*** Opening Data for this exercise ***

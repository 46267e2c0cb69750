//! Work Queue (C10): the public operation surface over `rl_store`'s
//! already-atomic task persistence (spec.md §4.6).
//!
//! This crate is deliberately thin — `StoreGateway::claim_task_atomically`/
//! `claim_task_by_id`/`update_task`/`refresh_blocked_cascade` already hold
//! every invariant spec.md §4.6 and §8 invariant 6/7 require. What lives
//! here is request/response shaping and the pieces those store calls don't
//! own: computing a new task's initial status and sorting "ready" lists.

use std::sync::Arc;

use chrono::Utc;
use serde::{Deserialize, Serialize};
use uuid::Uuid;

use rl_domain::error::Result;
use rl_store::types::{Task, TaskStatus};
use rl_store::StoreGateway;

/// Request body for task creation (spec.md §4.6 "Create task").
#[derive(Debug, Clone, Default, Deserialize)]
pub struct NewTaskRequest {
    pub working_dir: String,
    pub title: String,
    #[serde(default)]
    pub description: Option<String>,
    #[serde(default)]
    pub acceptance_criteria: Option<String>,
    #[serde(default)]
    pub context_summary: Option<String>,
    #[serde(default)]
    pub scope_paths: Vec<String>,
    #[serde(default)]
    pub required_tools: Vec<String>,
    #[serde(default)]
    pub task_type: Option<String>,
    #[serde(default)]
    pub tags: Vec<String>,
    #[serde(default)]
    pub priority: Option<i32>,
    #[serde(default)]
    pub blocked_by: Vec<String>,
}

/// Arbitrary field updates (spec.md §4.6 "Update"). `None` leaves a field
/// unchanged; only `status` and a handful of terminal fields are
/// interpreted specially by `StoreGateway::update_task`.
#[derive(Debug, Clone, Default, Deserialize)]
pub struct PatchTaskRequest {
    #[serde(default)]
    pub title: Option<String>,
    #[serde(default)]
    pub description: Option<String>,
    #[serde(default)]
    pub acceptance_criteria: Option<String>,
    #[serde(default)]
    pub context_summary: Option<String>,
    #[serde(default)]
    pub scope_paths: Option<Vec<String>>,
    #[serde(default)]
    pub required_tools: Option<Vec<String>>,
    #[serde(default)]
    pub tags: Option<Vec<String>>,
    #[serde(default)]
    pub priority: Option<i32>,
    #[serde(default)]
    pub status: Option<TaskStatus>,
    #[serde(default)]
    pub outcome: Option<String>,
    #[serde(default)]
    pub completion_notes: Option<String>,
    #[serde(default)]
    pub last_error: Option<String>,
}

#[derive(Debug, Clone, Serialize, Deserialize, Default)]
pub struct ReadyFilter {
    pub working_dir: Option<String>,
    #[serde(default, deserialize_with = "deserialize_csv_opt")]
    pub task_types: Option<Vec<String>>,
}

/// Accepts `task_types=a,b,c` as a query parameter (axum's `Query`
/// extractor has no native repeated-param support for a comma-joined
/// list), splitting on commas into the `Vec<String>` the rest of this
/// module expects.
fn deserialize_csv_opt<'de, D>(deserializer: D) -> std::result::Result<Option<Vec<String>>, D::Error>
where
    D: serde::Deserializer<'de>,
{
    let raw: Option<String> = Option::deserialize(deserializer)?;
    Ok(raw.map(|s| s.split(',').map(|p| p.trim().to_string()).collect()))
}

/// Thin orchestration layer over `StoreGateway`'s task tables.
pub struct WorkQueue {
    store: Arc<StoreGateway>,
    default_priority: i32,
}

impl WorkQueue {
    pub fn new(store: Arc<StoreGateway>, default_priority: i32) -> Self {
        Self {
            store,
            default_priority,
        }
    }

    /// spec.md §4.6: "Initial status = ready if blocked_by is empty or all
    /// referenced tasks are done; otherwise blocked."
    pub fn create_task(&self, req: NewTaskRequest) -> Result<Task> {
        let blocked_by_all_done = req.blocked_by.is_empty()
            || req.blocked_by.iter().all(|id| {
                self.store
                    .load_task(id)
                    .map(|t| t.status == TaskStatus::Done)
                    .unwrap_or(false)
            });
        let now = Utc::now();
        let task = Task {
            id: Uuid::new_v4().to_string(),
            working_dir: req.working_dir,
            title: req.title,
            description: req.description,
            acceptance_criteria: req.acceptance_criteria,
            context_summary: req.context_summary,
            scope_paths: req.scope_paths,
            required_tools: req.required_tools,
            task_type: req.task_type,
            tags: req.tags,
            priority: req.priority.unwrap_or(self.default_priority),
            status: Task::initial_status(blocked_by_all_done),
            blocked_by: req.blocked_by,
            claimed_by_session_id: None,
            claimed_by_agent_id: None,
            claimed_at: None,
            started_at: None,
            completed_at: None,
            attempt_count: 0,
            outcome: None,
            completion_notes: None,
            last_error: None,
            created_at: now,
            updated_at: now,
        };
        self.store.insert_task(task)
    }

    pub fn get_task(&self, id: &str) -> Result<Task> {
        self.store.load_task(id)
    }

    pub fn list_tasks(&self) -> Vec<Task> {
        self.store.list_tasks()
    }

    /// spec.md §4.6 "Ordering: claim and list 'ready' prefer higher
    /// priority, then older created_at."
    pub fn list_ready(&self, filter: &ReadyFilter) -> Vec<Task> {
        let mut ready: Vec<Task> = self
            .store
            .list_tasks()
            .into_iter()
            .filter(|t| t.status == TaskStatus::Ready)
            .filter(|t| {
                filter
                    .working_dir
                    .as_ref()
                    .map(|w| &t.working_dir == w)
                    .unwrap_or(true)
            })
            .filter(|t| {
                filter
                    .task_types
                    .as_ref()
                    .map(|types| {
                        t.task_type
                            .as_deref()
                            .map(|tt| types.iter().any(|x| x == tt))
                            .unwrap_or(false)
                    })
                    .unwrap_or(true)
            })
            .collect();
        sort_ready(&mut ready);
        ready
    }

    /// spec.md §4.6 "Claim": claim the highest-priority, oldest ready task
    /// matching `working_dir`/`task_types`, atomically.
    pub fn claim_next(
        &self,
        working_dir: &str,
        task_types: Option<&[String]>,
        claimed_by_session_id: &str,
        claimed_by_agent_id: Option<&str>,
    ) -> Result<Task> {
        self.store.claim_task_atomically(
            working_dir,
            task_types,
            claimed_by_session_id,
            claimed_by_agent_id,
        )
    }

    /// Claim by id (the HTTP `claim` endpoint naming a specific task;
    /// spec.md §4.6 "Claim rejects with 400 if the task is not ready, 400
    /// if raced away, 404 if not found" — both race and not-ready surface
    /// as `Error::Conflict` here, not-found as `Error::NotFound`).
    pub fn claim_by_id(
        &self,
        id: &str,
        claimed_by_session_id: &str,
        claimed_by_agent_id: Option<&str>,
    ) -> Result<Task> {
        self.store
            .claim_task_by_id(id, claimed_by_session_id, claimed_by_agent_id)
    }

    /// spec.md §4.6 "Release": from claimed/in_progress back to ready.
    pub fn release(&self, id: &str, last_error: Option<String>) -> Result<Task> {
        self.store.release_task(id, last_error)
    }

    /// spec.md §4.6 "Update": arbitrary field updates, with the
    /// `in_progress`/`done` timestamp and cascade side effects owned by
    /// `StoreGateway::update_task`.
    pub fn patch(&self, id: &str, patch: PatchTaskRequest) -> Result<Task> {
        self.store.update_task(id, |t| {
            if let Some(v) = patch.title {
                t.title = v;
            }
            if patch.description.is_some() {
                t.description = patch.description;
            }
            if patch.acceptance_criteria.is_some() {
                t.acceptance_criteria = patch.acceptance_criteria;
            }
            if patch.context_summary.is_some() {
                t.context_summary = patch.context_summary;
            }
            if let Some(v) = patch.scope_paths {
                t.scope_paths = v;
            }
            if let Some(v) = patch.required_tools {
                t.required_tools = v;
            }
            if let Some(v) = patch.tags {
                t.tags = v;
            }
            if let Some(v) = patch.priority {
                t.priority = v;
            }
            if let Some(v) = patch.status {
                t.status = v;
            }
            if patch.outcome.is_some() {
                t.outcome = patch.outcome;
            }
            if patch.completion_notes.is_some() {
                t.completion_notes = patch.completion_notes;
            }
            if patch.last_error.is_some() {
                t.last_error = patch.last_error;
            }
        })
    }

    /// spec.md §4.6 "Delete": hard delete.
    pub fn delete(&self, id: &str) -> Result<()> {
        self.store.delete_task(id)
    }
}

fn sort_ready(tasks: &mut [Task]) {
    tasks.sort_by(|a, b| {
        b.priority
            .cmp(&a.priority)
            .then_with(|| a.created_at.cmp(&b.created_at))
    });
}

/// Returns `true` when a task's `blocked_by` list is satisfied, i.e. every
/// referenced task is `done` (spec.md §8 invariant 6, stated as a pure
/// predicate for unit testing independent of store state).
pub fn blocked_by_satisfied(blocked_by: &[String], lookup: impl Fn(&str) -> Option<TaskStatus>) -> bool {
    blocked_by.is_empty()
        || blocked_by
            .iter()
            .all(|id| lookup(id) == Some(TaskStatus::Done))
}

#[cfg(test)]
mod tests {
    use super::*;
    use tempfile::tempdir;

    fn queue() -> WorkQueue {
        let dir = tempdir().unwrap();
        let store = Arc::new(StoreGateway::open(dir.path()).unwrap());
        WorkQueue::new(store, 0)
    }

    #[test]
    fn create_with_no_blockers_is_ready() {
        let q = queue();
        let task = q
            .create_task(NewTaskRequest {
                working_dir: "/w".into(),
                title: "do thing".into(),
                ..Default::default()
            })
            .unwrap();
        assert_eq!(task.status, TaskStatus::Ready);
    }

    #[test]
    fn create_with_unfinished_blocker_is_blocked() {
        let q = queue();
        let blocker = q
            .create_task(NewTaskRequest {
                working_dir: "/w".into(),
                title: "blocker".into(),
                ..Default::default()
            })
            .unwrap();
        let task = q
            .create_task(NewTaskRequest {
                working_dir: "/w".into(),
                title: "blocked".into(),
                blocked_by: vec![blocker.id],
                ..Default::default()
            })
            .unwrap();
        assert_eq!(task.status, TaskStatus::Blocked);
    }

    #[test]
    fn completing_a_blocker_cascades_dependents_to_ready() {
        let q = queue();
        let blocker = q
            .create_task(NewTaskRequest {
                working_dir: "/w".into(),
                title: "blocker".into(),
                ..Default::default()
            })
            .unwrap();
        let dependent = q
            .create_task(NewTaskRequest {
                working_dir: "/w".into(),
                title: "blocked".into(),
                blocked_by: vec![blocker.id.clone()],
                ..Default::default()
            })
            .unwrap();
        q.patch(
            &blocker.id,
            PatchTaskRequest {
                status: Some(TaskStatus::Done),
                ..Default::default()
            },
        )
        .unwrap();
        let reloaded = q.get_task(&dependent.id).unwrap();
        assert_eq!(reloaded.status, TaskStatus::Ready);
        assert!(reloaded.blocked_by.is_empty());
    }

    #[test]
    fn claim_next_picks_highest_priority_then_oldest() {
        let q = queue();
        let low = q
            .create_task(NewTaskRequest {
                working_dir: "/w".into(),
                title: "low".into(),
                priority: Some(1),
                ..Default::default()
            })
            .unwrap();
        let high = q
            .create_task(NewTaskRequest {
                working_dir: "/w".into(),
                title: "high".into(),
                priority: Some(5),
                ..Default::default()
            })
            .unwrap();
        let claimed = q.claim_next("/w", None, "session-1", None).unwrap();
        assert_eq!(claimed.id, high.id);
        assert_ne!(claimed.id, low.id);
    }

    #[test]
    fn claim_by_id_rejects_already_claimed() {
        let q = queue();
        let task = q
            .create_task(NewTaskRequest {
                working_dir: "/w".into(),
                title: "solo".into(),
                ..Default::default()
            })
            .unwrap();
        q.claim_by_id(&task.id, "session-1", None).unwrap();
        let second = q.claim_by_id(&task.id, "session-2", None);
        assert!(second.is_err());
    }

    #[test]
    fn release_returns_task_to_ready() {
        let q = queue();
        let task = q
            .create_task(NewTaskRequest {
                working_dir: "/w".into(),
                title: "solo".into(),
                ..Default::default()
            })
            .unwrap();
        q.claim_by_id(&task.id, "session-1", None).unwrap();
        let released = q.release(&task.id, Some("timed out".into())).unwrap();
        assert_eq!(released.status, TaskStatus::Ready);
        assert!(released.claimed_by_session_id.is_none());
        assert_eq!(released.last_error.as_deref(), Some("timed out"));
    }

    #[test]
    fn blocked_by_satisfied_predicate() {
        let mut done = std::collections::HashMap::new();
        done.insert("a".to_string(), TaskStatus::Done);
        done.insert("b".to_string(), TaskStatus::Ready);
        assert!(blocked_by_satisfied(&[], |_| None));
        assert!(blocked_by_satisfied(&["a".to_string()], |id| done.get(id).copied()));
        assert!(!blocked_by_satisfied(&["b".to_string()], |id| done
            .get(id)
            .copied()));
    }
}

*** Closing Data for this exercise ***

When you retype the data above, start at its first line, stop after the line containing "use rl_domain::error::Result;", and leave out everything else.

=== Response area ===
repository 46267e2c0cb69750
//! Work Queue (C10): the public operation surface over `rl_store`'s
//! already-atomic task persistence (spec.md §4.6).
//!
//! This crate is deliberately thin — `StoreGateway::claim_task_atomically`/
//! `claim_task_by_id`/`update_task`/`refresh_blocked_cascade` already hold
//! every invariant spec.md §4.6 and §8 invariant 6/7 require. What lives
//! here is request/response shaping and the pieces those store calls don't
//! own: computing a new task's initial status and sorting "ready" lists.

use std::sync::Arc;

use chrono::Utc;
use serde::{Deserialize, Serialize};
use uuid::Uuid;

use rl_domain::error::Result;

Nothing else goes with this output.